Start of Entries provided

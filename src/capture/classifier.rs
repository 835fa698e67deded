//! Event classification.
//!
//! Maps one [`RawEvent`] to the semantic buckets it carries. An event can
//! land in several buckets at once: an `agent_thinking_step` announcing a
//! tool call is both a thinking step and a tool-call start, and a
//! `final_response` usually carries references next to its text.
//!
//! Classification never fails. Decode problems are collected in
//! [`Classification::errors`], and an event that yields no bucket at all is
//! reported as [`EventBucket::Unrecognized`].

use serde_json::{Map, Value};

use super::types::RawEvent;
use crate::error::ClassificationError;

/// The `metadata.kind` of an event.
#[derive(Debug, Clone, PartialEq, Eq)]
pub enum EventKind {
    AgentThinkingStep,
    FinalAgentThinkingStep,
    Thinking,
    Reasoning,
    Token,
    Text,
    FinalResponse,
    Completed,
    Other(String),
}

impl EventKind {
    pub fn from_label(label: &str) -> Self {
        match label {
            "agent_thinking_step" => EventKind::AgentThinkingStep,
            "final_agent_thinking_step" => EventKind::FinalAgentThinkingStep,
            "thinking" => EventKind::Thinking,
            "reasoning" => EventKind::Reasoning,
            "token" => EventKind::Token,
            "text" => EventKind::Text,
            "final_response" => EventKind::FinalResponse,
            "completed" => EventKind::Completed,
            other => EventKind::Other(other.to_string()),
        }
    }

    pub fn as_str(&self) -> &str {
        match self {
            EventKind::AgentThinkingStep => "agent_thinking_step",
            EventKind::FinalAgentThinkingStep => "final_agent_thinking_step",
            EventKind::Thinking => "thinking",
            EventKind::Reasoning => "reasoning",
            EventKind::Token => "token",
            EventKind::Text => "text",
            EventKind::FinalResponse => "final_response",
            EventKind::Completed => "completed",
            EventKind::Other(label) => label,
        }
    }

    fn is_thinking(&self) -> bool {
        matches!(
            self,
            EventKind::AgentThinkingStep
                | EventKind::FinalAgentThinkingStep
                | EventKind::Thinking
                | EventKind::Reasoning
        )
    }

    fn is_token(&self) -> bool {
        matches!(self, EventKind::Token | EventKind::Text)
    }

    fn is_final(&self) -> bool {
        matches!(self, EventKind::FinalResponse | EventKind::Completed)
    }
}

/// Step coordinates taken from event metadata.
#[derive(Debug, Clone, Default, PartialEq)]
pub struct StepContext {
    pub step_id: Option<String>,
    pub agent_name: Option<String>,
    pub previous_step_ids: Vec<String>,
}

impl StepContext {
    fn from_metadata(metadata: &Map<String, Value>) -> Self {
        Self {
            step_id: metadata.get("step_id").and_then(id_string),
            agent_name: metadata
                .get("agent_name")
                .and_then(Value::as_str)
                .map(str::to_string),
            previous_step_ids: metadata
                .get("previous_step_ids")
                .and_then(Value::as_array)
                .map(|ids| ids.iter().filter_map(id_string).collect())
                .unwrap_or_default(),
        }
    }
}

/// A thinking step and any delegation it announces.
#[derive(Debug, Clone, PartialEq)]
pub struct ThinkingPayload {
    pub content: String,
    pub kind: String,
    pub step: StepContext,
    pub delegating_to: Vec<String>,
    pub delegation_queries: Vec<String>,
}

/// A tool call announced by the agent.
#[derive(Debug, Clone, PartialEq)]
pub struct ToolCall {
    pub id: Option<String>,
    pub name: String,
    pub args: Value,
}

/// A tool call that returned.
#[derive(Debug, Clone, PartialEq)]
pub struct ToolCompletion {
    pub id: Option<String>,
    pub name: String,
    pub args: Value,
    pub output: Value,
    /// Seconds, as reported by the agent.
    pub execution_time: Option<f64>,
}

/// One entry of `metadata.references`, with its position in the list.
#[derive(Debug, Clone, PartialEq)]
pub struct Reference {
    pub index: usize,
    pub id: String,
    pub title: String,
    pub source: String,
    pub content: String,
}

/// One entry of the event's `artifacts` list.
#[derive(Debug, Clone, PartialEq)]
pub struct ArtifactPayload {
    pub artifact_id: String,
    pub name: String,
    pub file_name: String,
    pub content_type: String,
    pub mime_type: String,
    pub file_uri: String,
    pub has_file_data: bool,
}

/// A semantic bucket an event was classified into.
#[derive(Debug, Clone, PartialEq)]
pub enum EventBucket {
    Thinking(ThinkingPayload),
    ToolCallStart {
        calls: Vec<ToolCall>,
        step: StepContext,
    },
    ToolCallEnd {
        completion: ToolCompletion,
        step: StepContext,
    },
    Reference(Vec<Reference>),
    ResponseToken(String),
    ResponseFinal {
        content: Option<String>,
        total_usage: Option<Value>,
    },
    Artifact(Vec<ArtifactPayload>),
    Unrecognized {
        kind: String,
        reason: String,
    },
}

impl EventBucket {
    /// Short label recorded in the audit log.
    pub fn label(&self) -> &'static str {
        match self {
            EventBucket::Thinking(_) => "thinking",
            EventBucket::ToolCallStart { .. } => "tool_call_start",
            EventBucket::ToolCallEnd { .. } => "tool_call_end",
            EventBucket::Reference(_) => "reference",
            EventBucket::ResponseToken(_) => "response_token",
            EventBucket::ResponseFinal { .. } => "response_final",
            EventBucket::Artifact(_) => "artifact",
            EventBucket::Unrecognized { .. } => "unrecognized",
        }
    }
}

/// Result of classifying one event.
#[derive(Debug, Clone, PartialEq)]
pub struct Classification {
    /// Never empty.
    pub buckets: Vec<EventBucket>,
    pub errors: Vec<ClassificationError>,
}

impl Classification {
    pub fn labels(&self) -> Vec<String> {
        self.buckets.iter().map(|b| b.label().to_string()).collect()
    }

    pub fn is_unrecognized(&self) -> bool {
        matches!(self.buckets.as_slice(), [EventBucket::Unrecognized { .. }])
    }
}

/// Classifies an event into its buckets.
pub fn classify(event: &RawEvent) -> Classification {
    let kind = EventKind::from_label(event.kind_label());
    let mut buckets = Vec::new();
    let mut errors = Vec::new();

    if let Some(thinking) = thinking_bucket(event, &kind) {
        buckets.push(thinking);
    }

    match tool_bucket(event, &kind, &mut errors) {
        Ok(Some(bucket)) => buckets.push(bucket),
        Ok(None) => {}
        Err(e) => errors.push(e),
    }

    if kind == EventKind::FinalResponse {
        match reference_bucket(&event.metadata) {
            Ok(Some(bucket)) => buckets.push(bucket),
            Ok(None) => {}
            Err(e) => errors.push(e),
        }
    }

    if kind.is_token() {
        if let Some(token) = event.text() {
            buckets.push(EventBucket::ResponseToken(token.to_string()));
        }
    }

    if kind.is_final() {
        buckets.push(final_bucket(event));
    }

    match artifact_bucket(&event.artifacts) {
        Ok(Some(bucket)) => buckets.push(bucket),
        Ok(None) => {}
        Err(e) => errors.push(e),
    }

    if buckets.is_empty() {
        let reason = errors
            .first()
            .cloned()
            .unwrap_or_else(|| ClassificationError::UnhandledKind(kind.as_str().to_string()));
        buckets.push(EventBucket::Unrecognized {
            kind: kind.as_str().to_string(),
            reason: reason.to_string(),
        });
    }

    Classification { buckets, errors }
}

fn thinking_bucket(event: &RawEvent, kind: &EventKind) -> Option<EventBucket> {
    if !kind.is_thinking() {
        return None;
    }
    let content = event.text()?;

    let (delegating_to, delegation_queries) = delegation_targets(&event.metadata);

    Some(EventBucket::Thinking(ThinkingPayload {
        content: content.to_string(),
        kind: kind.as_str().to_string(),
        step: StepContext::from_metadata(&event.metadata),
        delegating_to,
        delegation_queries,
    }))
}

/// Delegation calls announced in an activity step.
///
/// Only steps whose `thinking_and_activity_info.data_type` is `activity`
/// count; their `tool_info.tool_calls` named `delegate_to*` hand work to a
/// sub-agent.
fn delegation_targets(metadata: &Map<String, Value>) -> (Vec<String>, Vec<String>) {
    let is_activity = metadata
        .get("thinking_and_activity_info")
        .and_then(|info| info.get("data_type"))
        .and_then(Value::as_str)
        == Some("activity");
    if !is_activity {
        return (Vec::new(), Vec::new());
    }

    let mut targets = Vec::new();
    let mut queries = Vec::new();
    for call in metadata
        .get("tool_info")
        .and_then(|info| info.get("tool_calls"))
        .and_then(Value::as_array)
        .into_iter()
        .flatten()
        .filter_map(Value::as_object)
    {
        let Some(name) = call.get("name").and_then(Value::as_str) else {
            continue;
        };
        if name.contains("delegate_to") {
            targets.push(name.to_string());
            queries.push(
                call.get("args")
                    .and_then(|args| args.get("query"))
                    .and_then(Value::as_str)
                    .unwrap_or_default()
                    .to_string(),
            );
        }
    }
    (targets, queries)
}

fn tool_bucket(
    event: &RawEvent,
    kind: &EventKind,
    errors: &mut Vec<ClassificationError>,
) -> Result<Option<EventBucket>, ClassificationError> {
    if *kind != EventKind::AgentThinkingStep {
        return Ok(None);
    }
    let tool_info = match event.metadata.get("tool_info") {
        None | Some(Value::Null) => return Ok(None),
        Some(Value::Object(info)) if info.is_empty() => return Ok(None),
        Some(Value::Object(info)) => info,
        Some(_) => return Err(ClassificationError::ToolInfoNotObject),
    };
    let step = StepContext::from_metadata(&event.metadata);

    if let Some(calls) = tool_info.get("tool_calls") {
        let calls = calls.as_array().ok_or(ClassificationError::ToolCallsNotList)?;
        let mut parsed = Vec::with_capacity(calls.len());
        for (index, call) in calls.iter().enumerate() {
            match parse_tool_call(index, call) {
                Ok(call) => parsed.push(call),
                Err(e) => errors.push(e),
            }
        }
        if parsed.is_empty() {
            return Ok(None);
        }
        return Ok(Some(EventBucket::ToolCallStart {
            calls: parsed,
            step,
        }));
    }

    if tool_info.contains_key("name") && tool_info.contains_key("output") {
        let completion = parse_completion(tool_info)?;
        return Ok(Some(EventBucket::ToolCallEnd { completion, step }));
    }

    Ok(None)
}

fn parse_tool_call(index: usize, call: &Value) -> Result<ToolCall, ClassificationError> {
    let call = call
        .as_object()
        .ok_or_else(|| ClassificationError::MalformedToolCall {
            index,
            reason: "not an object".to_string(),
        })?;
    let name = match call.get("name") {
        None | Some(Value::Null) => "unknown".to_string(),
        Some(Value::String(name)) => name.clone(),
        Some(_) => {
            return Err(ClassificationError::MalformedToolCall {
                index,
                reason: "name is not a string".to_string(),
            })
        }
    };
    Ok(ToolCall {
        id: call.get("id").and_then(id_string),
        name,
        args: call
            .get("args")
            .cloned()
            .filter(|args| !args.is_null())
            .unwrap_or_else(|| Value::Object(Map::new())),
    })
}

fn parse_completion(info: &Map<String, Value>) -> Result<ToolCompletion, ClassificationError> {
    let name = info
        .get("name")
        .and_then(Value::as_str)
        .ok_or_else(|| ClassificationError::MalformedCompletion("name is not a string".to_string()))?;
    let execution_time = match info.get("execution_time") {
        None | Some(Value::Null) => None,
        Some(Value::Number(n)) => n.as_f64(),
        Some(Value::String(s)) => s.trim().parse::<f64>().ok(),
        Some(_) => {
            return Err(ClassificationError::MalformedCompletion(
                "execution_time is not a number".to_string(),
            ))
        }
    };
    Ok(ToolCompletion {
        id: info.get("id").and_then(id_string),
        name: name.to_string(),
        args: info
            .get("args")
            .cloned()
            .filter(|args| !args.is_null())
            .unwrap_or_else(|| Value::Object(Map::new())),
        output: info.get("output").cloned().unwrap_or(Value::Null),
        execution_time: execution_time.filter(|t| t.is_finite()).map(|t| t.max(0.0)),
    })
}

fn reference_bucket(metadata: &Map<String, Value>) -> Result<Option<EventBucket>, ClassificationError> {
    let references = match metadata.get("references") {
        None | Some(Value::Null) => return Ok(None),
        Some(Value::Array(refs)) => refs,
        Some(_) => return Err(ClassificationError::ReferencesNotList),
    };

    let parsed: Vec<Reference> = references
        .iter()
        .enumerate()
        .filter_map(|(index, reference)| {
            let reference = reference.as_object()?;
            let field = |key: &str| reference.get(key).and_then(id_string).unwrap_or_default();
            Some(Reference {
                index,
                id: field("id"),
                title: field("title"),
                source: field("source"),
                content: field("content"),
            })
        })
        .collect();

    if parsed.is_empty() {
        Ok(None)
    } else {
        Ok(Some(EventBucket::Reference(parsed)))
    }
}

fn final_bucket(event: &RawEvent) -> EventBucket {
    let content = event
        .text()
        .or_else(|| event.output.as_deref().filter(|s| !s.is_empty()))
        .map(str::to_string);
    let total_usage = event
        .metadata
        .get("total_usage")
        .or_else(|| event.metadata.get("usage"))
        .filter(|usage| usage.as_object().is_some_and(|u| !u.is_empty()))
        .cloned();
    EventBucket::ResponseFinal {
        content,
        total_usage,
    }
}

fn artifact_bucket(artifacts: &[Value]) -> Result<Option<EventBucket>, ClassificationError> {
    if artifacts.is_empty() {
        return Ok(None);
    }

    let mut parsed = Vec::with_capacity(artifacts.len());
    for artifact in artifacts {
        let artifact = artifact
            .as_object()
            .ok_or(ClassificationError::MalformedArtifacts)?;
        let field = |key: &str| artifact.get(key).and_then(id_string).unwrap_or_default();
        parsed.push(ArtifactPayload {
            artifact_id: field("artifact_id"),
            name: field("name"),
            file_name: field("file_name"),
            content_type: field("content_type"),
            mime_type: field("mime_type"),
            file_uri: field("file_uri"),
            has_file_data: artifact
                .get("has_file_data")
                .and_then(Value::as_bool)
                .unwrap_or(false),
        });
    }
    Ok(Some(EventBucket::Artifact(parsed)))
}

/// Identifier-like scalar as a string: strings verbatim, numbers formatted.
fn id_string(value: &Value) -> Option<String> {
    match value {
        Value::String(s) => Some(s.clone()),
        Value::Number(n) => Some(n.to_string()),
        _ => None,
    }
}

End of Entries provided

#### Exercise description:
Using the records above, select and copy every line that has the word "Reasoning".

#### Answer box:
    Reasoning,
            "reasoning" => EventKind::Reasoning,
            EventKind::Reasoning => "reasoning",
                | EventKind::Reasoning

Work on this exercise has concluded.